• _About this task_: Take each line from the material below that includes the string "with" and copy it.

• _The data_:
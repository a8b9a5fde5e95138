//! Image processing pipeline components.
//!
//! - **discovery**: Find supported files in the input directory
//! - **decode**: Load raster images and develop camera RAW files
//! - **metadata**: Resolve EXIF tags into capture metadata
//! - **processor**: Decode, compose and write one file
//! - **batch**: Run many files with bounded concurrency

pub mod batch;
pub mod decode;
pub mod discovery;
pub mod metadata;
pub mod processor;

// Re-exports for convenient access
pub use batch::{run_units, BatchRunner};
pub use decode::{DevelopingRawDecoder, ImageDecoder, RawDecoder, SourceFormat, SourceImage};
pub use discovery::{DiscoveredFile, Discovery, FileDiscovery};
pub use metadata::{MetadataExtractor, TagMap, TagReader};
pub use processor::{ImageProcessor, OutputDir};
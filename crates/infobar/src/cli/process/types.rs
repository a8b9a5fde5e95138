//! CLI enum types for the process command.

use clap::ValueEnum;
use infobar_core::OutputFormat as CoreOutputFormat;

/// Formats for the `--report` file.
#[derive(Clone, Copy, Debug, Default, ValueEnum)]
pub enum ReportFormat {
    /// A single JSON array
    #[default]
    Json,
    /// One JSON object per line (newline-delimited)
    Jsonl,
}

impl std::fmt::Display for ReportFormat {
    fn fmt(&self, f: &mut std::fmt::Formatter<'_>) -> std::fmt::Result {
        match self {
            ReportFormat::Json => write!(f, "json"),
            ReportFormat::Jsonl => write!(f, "jsonl"),
        }
    }
}

impl From<ReportFormat> for CoreOutputFormat {
    fn from(format: ReportFormat) -> Self {
        match format {
            ReportFormat::Json => CoreOutputFormat::Json,
            ReportFormat::Jsonl => CoreOutputFormat::JsonLines,
        }
    }
}
//! The `infobar process` command.

mod batch;
mod setup;
pub mod types;

pub use types::ReportFormat;

use clap::Args;
use infobar_core::Config;
use std::path::PathBuf;

use batch::run_batch;
use setup::setup_runner;

/// Arguments for the `process` command.
///
/// RAW files are developed at half the sensor resolution, one pixel per 2x2
/// block. Cameras rawloader cannot develop use their largest embedded preview.
#[derive(Args, Debug)]
pub struct ProcessArgs {
    /// Directory of photos to annotate (RAW files come out at half resolution)
    #[arg(required = true)]
    pub input: PathBuf,

    /// Directory for annotated JPEGs [default: from config, "output"]
    #[arg(short, long, env = "INFOBAR_OUTPUT_DIR")]
    pub output_dir: Option<PathBuf>,

    /// Maximum files processed at once [default: from config, 32]
    #[arg(short, long)]
    pub workers: Option<usize>,

    /// Directory of manufacturer logos named <Make>.jpg
    #[arg(long, env = "INFOBAR_LOGO_DIR")]
    pub logo_dir: Option<PathBuf>,

    /// Write a per-file run report to this file
    #[arg(long)]
    pub report: Option<PathBuf>,

    /// Report format
    #[arg(long, value_enum, default_value = "json")]
    pub report_format: ReportFormat,

    /// Hide the progress bar
    #[arg(long)]
    pub no_progress: bool,
}

/// Execute the process command with the config loaded at startup.
pub async fn execute(args: ProcessArgs, config: Config) -> anyhow::Result<()> {
    let ctx = setup_runner(&args, config)?;

    let discovery = ctx.runner.discover(&args.input)?;
    if discovery.files.is_empty() {
        tracing::warn!("No supported image files found in {:?}", args.input);
        return Ok(());
    }
    tracing::info!(
        "Found {} image(s) to annotate ({:.1} MB)",
        discovery.files.len(),
        discovery.total_size() as f64 / (1024.0 * 1024.0)
    );

    run_batch(ctx, &args, discovery).await
}

#[cfg(test)]
mod tests {
    use super::*;
    use clap::Parser;

    #[derive(Parser)]
    struct TestCli {
        #[command(flatten)]
        args: ProcessArgs,
    }

    #[test]
    fn test_process_args_defaults() {
        let cli = TestCli::try_parse_from(["infobar", "./photos"]).unwrap();
        assert_eq!(cli.args.input, PathBuf::from("./photos"));
        assert!(cli.args.workers.is_none());
        assert!(cli.args.report.is_none());
        assert!(matches!(cli.args.report_format, ReportFormat::Json));
        assert!(!cli.args.no_progress);
    }

    #[test]
    fn test_process_args_overrides() {
        let cli = TestCli::try_parse_from([
            "infobar",
            "./photos",
            "--output-dir",
            "/tmp/out",
            "-w",
            "4",
            "--report",
            "run.jsonl",
            "--report-format",
            "jsonl",
        ])
        .unwrap();
        assert_eq!(cli.args.output_dir, Some(PathBuf::from("/tmp/out")));
        assert_eq!(cli.args.workers, Some(4));
        assert!(matches!(cli.args.report_format, ReportFormat::Jsonl));
    }

    #[test]
    fn test_process_args_require_input() {
        assert!(TestCli::try_parse_from(["infobar"]).is_err());
    }
}
//! EXIF metadata extraction.
//!
//! Reading is split in two: [`TagReader`] turns the primary IFD into a flat
//! `name -> raw value` map, and [`MetadataExtractor`] resolves the fields the
//! bar needs from that map exactly once per file.

use exif::{Field, In, Reader, Value};
use std::collections::BTreeMap;
use std::fs::File;
use std::io::BufReader;
use std::path::Path;

use crate::types::CaptureMetadata;

/// Raw tag values keyed by EXIF tag name ("FNumber", "Model", ...).
pub type TagMap = BTreeMap<String, String>;

/// Reads EXIF tags from image files as plain strings.
pub struct TagReader;

impl TagReader {
    /// Read all primary-image tags from `path`.
    ///
    /// Returns an empty map if the file has no EXIF data or cannot be read.
    pub fn read_tags(path: &Path) -> TagMap {
        let file = match File::open(path) {
            Ok(f) => f,
            Err(e) => {
                tracing::debug!("Cannot open {:?} for EXIF: {}", path, e);
                return TagMap::new();
            }
        };
        let mut reader = BufReader::new(file);
        let exif = match Reader::new().read_from_container(&mut reader) {
            Ok(exif) => exif,
            Err(e) => {
                tracing::debug!("No EXIF in {:?}: {}", path, e);
                return TagMap::new();
            }
        };

        exif.fields()
            .filter(|f| f.ifd_num == In::PRIMARY)
            .filter_map(|f| Self::raw_value(f).map(|v| (f.tag.to_string(), v)))
            .collect()
    }

    /// Render a field the way it is stored: fractions stay fractions.
    fn raw_value(field: &Field) -> Option<String> {
        let value = match &field.value {
            Value::Ascii(parts) => parts
                .iter()
                .map(|p| String::from_utf8_lossy(p).trim_matches(char::from(0)).trim().to_string())
                .find(|s| !s.is_empty())?,
            Value::Short(v) => v.first()?.to_string(),
            Value::Long(v) => v.first()?.to_string(),
            Value::Rational(v) => {
                let r = v.first()?;
                fraction(r.num as i64, r.denom as i64)
            }
            Value::SRational(v) => {
                let r = v.first()?;
                fraction(r.num as i64, r.denom as i64)
            }
            _ => field.display_value().to_string(),
        };
        if value.is_empty() {
            None
        } else {
            Some(value)
        }
    }
}

/// Reduce `num/den`, dropping the denominator when it is 1.
fn fraction(num: i64, den: i64) -> String {
    if den == 0 {
        return format!("{}/{}", num, den);
    }
    let g = gcd(num.unsigned_abs(), den.unsigned_abs()).max(1) as i64;
    let (n, d) = (num / g, den / g);
    if d == 1 {
        n.to_string()
    } else {
        format!("{}/{}", n, d)
    }
}

fn gcd(mut a: u64, mut b: u64) -> u64 {
    while b != 0 {
        (a, b) = (b, a % b);
    }
    a
}

/// Resolves [`CaptureMetadata`] from image files.
pub struct MetadataExtractor;

impl MetadataExtractor {
    /// Extract capture metadata from an image file.
    ///
    /// Never fails: unreadable files and missing tags yield empty fields.
    pub fn extract(path: &Path) -> CaptureMetadata {
        let tags = TagReader::read_tags(path);
        let metadata = Self::from_tags(&tags);
        Self::log_missing(path, &metadata);
        metadata
    }

    /// Resolve the pipeline's fields from a raw tag map.
    pub fn from_tags(tags: &TagMap) -> CaptureMetadata {
        CaptureMetadata {
            iso: Self::first(tags, &["PhotographicSensitivity", "ISOSpeedRatings"])
                .and_then(|v| v.parse().ok()),
            aperture: Self::first(tags, &["FNumber"]),
            exposure_time: Self::first(tags, &["ExposureTime"]),
            focal_length: Self::first(tags, &["FocalLength"]),
            camera_make: Self::first(tags, &["Make"]),
            camera_model: Self::first(tags, &["Model"]),
            captured_at: Self::first(tags, &["DateTimeOriginal", "DateTime"]),
            attribution: Self::first(tags, &["Copyright", "Artist"]),
        }
    }

    /// First non-empty value among `keys`, in order.
    fn first(tags: &TagMap, keys: &[&str]) -> Option<String> {
        keys.iter()
            .filter_map(|k| tags.get(*k))
            .map(|v| v.trim())
            .find(|v| !v.is_empty())
            .map(str::to_string)
    }

    fn log_missing(path: &Path, m: &CaptureMetadata) {
        let fields = [
            ("iso", m.iso.is_none()),
            ("aperture", m.aperture.is_none()),
            ("exposure_time", m.exposure_time.is_none()),
            ("focal_length", m.focal_length.is_none()),
            ("make", m.camera_make.is_none()),
            ("model", m.camera_model.is_none()),
            ("timestamp", m.captured_at.is_none()),
            ("attribution", m.attribution.is_none()),
        ];
        let missing: Vec<&str> = fields
            .iter()
            .filter(|(_, absent)| *absent)
            .map(|(name, _)| *name)
            .collect();
        if !missing.is_empty() {
            tracing::debug!("{:?}: no {}", path, missing.join(", "));
        }
    }
}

• _Task answer_:
//! - **batch**: Run many files with bounded concurrency
/// Execute the process command with the config loaded at startup.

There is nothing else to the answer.